We can attempt to improve this by preloading the next chunks, but this will only make the chunks load in pairs, instead of one at a time.

And this can have a negative impact on the user experience, as the execution of our code is now spread out over several seconds, instead of a few hundred milliseconds as before.


While it doesn't make a difference in our example (since all we do is log the result), it can have significant consequences in other use cases.

Lighthouse score of 100 does not guarantee a great user experience

This is an important observation #4. However, this is not an insurmountable issue. By making some changes to our HTML template and utilizing HtmlWebpackPlugin, we can preload the chunks in the HTML.

<head>
    <meta charset="utf-8">
    <title>Long tasks playground</title>
    <meta name="viewport" content="width=device-width,initial-scale=1">
    <% compilation.chunks.forEach(function(chunk){ %>
        <% chunk.files.forEach(function(js){ %>
            <link charset="utf-8" rel="preload" as="script" href="./<%=js%>">
          <% }); %>
      <% }); %>
</head>

The updated app is available here for you to follow along.


Now, let's see what's changed.

We're back to the original execution time of a few hundred milliseconds, but now the code is executed in smaller, adjacent blocks. No more long tasks, no compromised runtime performance, and still a 100 on the Lighthouse score.


Summing It Up

So, did we achieve our goal? Yes, we got a score of 100 on Lighthouse.


Is this the right solution for this particular use case? Absolutely! We're still doing the same thing, but without blocking the main thread.


Does this solution work for every use case?
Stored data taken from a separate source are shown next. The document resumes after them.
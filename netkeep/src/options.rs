//! Compiled-in tunables. There is no configuration file: defaults are the production values
//! and the `with_*` builders exist for embedding and tests.

use std::{
    net::{IpAddr, Ipv4Addr},
    path::PathBuf,
    time::Duration,
};

use netkeep_sys::{ethtool::ETHTOOL, module};

use crate::bootstrap::unit::SYSTEMCTL;

/// Options for the reconciliation loop.
#[derive(Debug, Clone)]
pub struct WatchdogOptions {
    /// Time between the start of two cycles.
    pub interval: Duration,
    /// Upper bound for every single kernel query or write.
    pub call_timeout: Duration,
}

impl WatchdogOptions {
    /// Sets the cycle interval.
    pub fn with_interval(mut self, interval: Duration) -> Self {
        self.interval = interval;
        self
    }

    /// Sets the per-call timeout.
    pub fn with_call_timeout(mut self, timeout: Duration) -> Self {
        self.call_timeout = timeout;
        self
    }
}

impl Default for WatchdogOptions {
    fn default() -> Self {
        Self { interval: Duration::from_secs(30), call_timeout: Duration::from_secs(5) }
    }
}

/// Options for egress interface resolution.
#[derive(Debug, Clone)]
pub struct ResolverOptions {
    /// Well-known external address whose route names the egress device.
    pub probe_address: IpAddr,
    /// Route lookups attempted before falling back to device enumeration. At least one.
    pub route_attempts: usize,
    /// Delay between two route lookups.
    pub route_delay: Duration,
}

impl ResolverOptions {
    /// Sets the probe address.
    pub fn with_probe_address(mut self, address: IpAddr) -> Self {
        self.probe_address = address;
        self
    }

    /// Sets how many route lookups are attempted and how long to wait between them. The
    /// first lookup always happens, so `attempts` is raised to at least 1.
    pub fn with_route_retries(mut self, attempts: usize, delay: Duration) -> Self {
        self.route_attempts = attempts.max(1);
        self.route_delay = delay;
        self
    }
}

impl Default for ResolverOptions {
    fn default() -> Self {
        Self {
            probe_address: IpAddr::V4(Ipv4Addr::new(1, 1, 1, 1)),
            route_attempts: 30,
            route_delay: Duration::from_secs(1),
        }
    }
}

/// External programs run by the bootstrap.
#[derive(Debug, Clone)]
pub struct Tools {
    /// Kernel module loader.
    pub modprobe: String,
    /// NIC feature tool.
    pub ethtool: String,
    /// Service manager control.
    pub systemctl: String,
}

impl Default for Tools {
    fn default() -> Self {
        Self {
            modprobe: module::MODPROBE.to_owned(),
            ethtool: ETHTOOL.to_owned(),
            systemctl: SYSTEMCTL.to_owned(),
        }
    }
}

/// Options for the one-shot bootstrap. Paths default to the live system locations.
#[derive(Debug, Clone)]
pub struct BootstrapOptions {
    /// Root under which `/proc/sys` is resolved.
    pub sysctl_root: PathBuf,
    /// Directory listing loaded kernel modules.
    pub module_root: PathBuf,
    /// Resource limits file.
    pub limits_path: PathBuf,
    /// Directory holding the service unit.
    pub unit_dir: PathBuf,
    /// Service unit file name.
    pub unit_name: String,
    /// Watchdog binary started by the unit.
    pub exec_path: PathBuf,
    /// Upper bound for every external command.
    pub command_timeout: Duration,
    /// Programs invoked for module loading, offloads and the service manager.
    pub tools: Tools,
    /// Interface resolution, shared with the watchdog.
    pub resolver: ResolverOptions,
}

impl BootstrapOptions {
    /// Resolves sysctls under `root` instead of `/`.
    pub fn with_sysctl_root(mut self, root: impl Into<PathBuf>) -> Self {
        self.sysctl_root = root.into();
        self
    }

    /// Looks up loaded modules under `root` instead of `/sys/module`.
    pub fn with_module_root(mut self, root: impl Into<PathBuf>) -> Self {
        self.module_root = root.into();
        self
    }

    /// Sets the limits file location.
    pub fn with_limits_path(mut self, path: impl Into<PathBuf>) -> Self {
        self.limits_path = path.into();
        self
    }

    /// Sets the unit directory.
    pub fn with_unit_dir(mut self, dir: impl Into<PathBuf>) -> Self {
        self.unit_dir = dir.into();
        self
    }

    /// Sets the watchdog binary path.
    pub fn with_exec_path(mut self, path: impl Into<PathBuf>) -> Self {
        self.exec_path = path.into();
        self
    }

    /// Replaces the external programs.
    pub fn with_tools(mut self, tools: Tools) -> Self {
        self.tools = tools;
        self
    }

    /// Sets the resolver options.
    pub fn with_resolver(mut self, resolver: ResolverOptions) -> Self {
        self.resolver = resolver;
        self
    }

    /// Full path of the unit file.
    pub fn unit_path(&self) -> PathBuf {
        self.unit_dir.join(&self.unit_name)
    }
}

impl Default for BootstrapOptions {
    fn default() -> Self {
        Self {
            sysctl_root: PathBuf::from("/"),
            module_root: PathBuf::from(module::SYS_MODULE),
            limits_path: PathBuf::from("/etc/security/limits.d/99-netkeep.conf"),
            unit_dir: PathBuf::from("/etc/systemd/system"),
            unit_name: String::from("netkeep.service"),
            exec_path: PathBuf::from("/usr/local/bin/netkeepd"),
            command_timeout: Duration::from_secs(30),
            tools: Tools::default(),
            resolver: ResolverOptions::default(),
        }
    }
}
No way!

Each use case is unique and there's no one-size-fits-all solution, just like there is no automagical solution with Webpack configuration that will solve the long tasks issue.


Therefore it's important to understand the core principles rather than blindly splitting your code into chunks or delaying the execution of everything.


So let's reiterate on the observations we had:

  • #1 A small bundle size doesn't necessarily mean low TBT Even if you split your bundle to multiple chunks, semantically the execution flow is still synchronous and Webpack cannot automagically make it asynchronous.

  • #2 A large bundle size doesn't necessarily mean high TBT Because of the interpreter + JIT compilation, your JavaScript won't be parsed or compiled until it's actually needed at runtime.

  • #3 Delay the code execution whenever possible By reducing the amount of code executed in the global scope and delaying it by moving it to a function, you can expand your options and have more control over the execution path.

  • #4 Be aware of trade-offs Lighthouse score of 100 does not guarantee a great user experience. When trying to improve your score, make sure it doesn't negatively impact other aspects.

You can tackle long tasks by splitting them into smaller pieces and allowing the main thread to breathe, or by cutting down the code in the global scope and waiting to execute it until it's truly necessary, or by loading parts of your code dynamically.


All of these methods essentially achieve the same goal:

Break up the synchronous execution flow into smaller isolated (asynchronous) execution blocks.

And that's all you need to do to improve TBT and potentially INP, and ultimately reach a perfect score of 100 on Lighthouse.


Thank you for reading and happy profiling!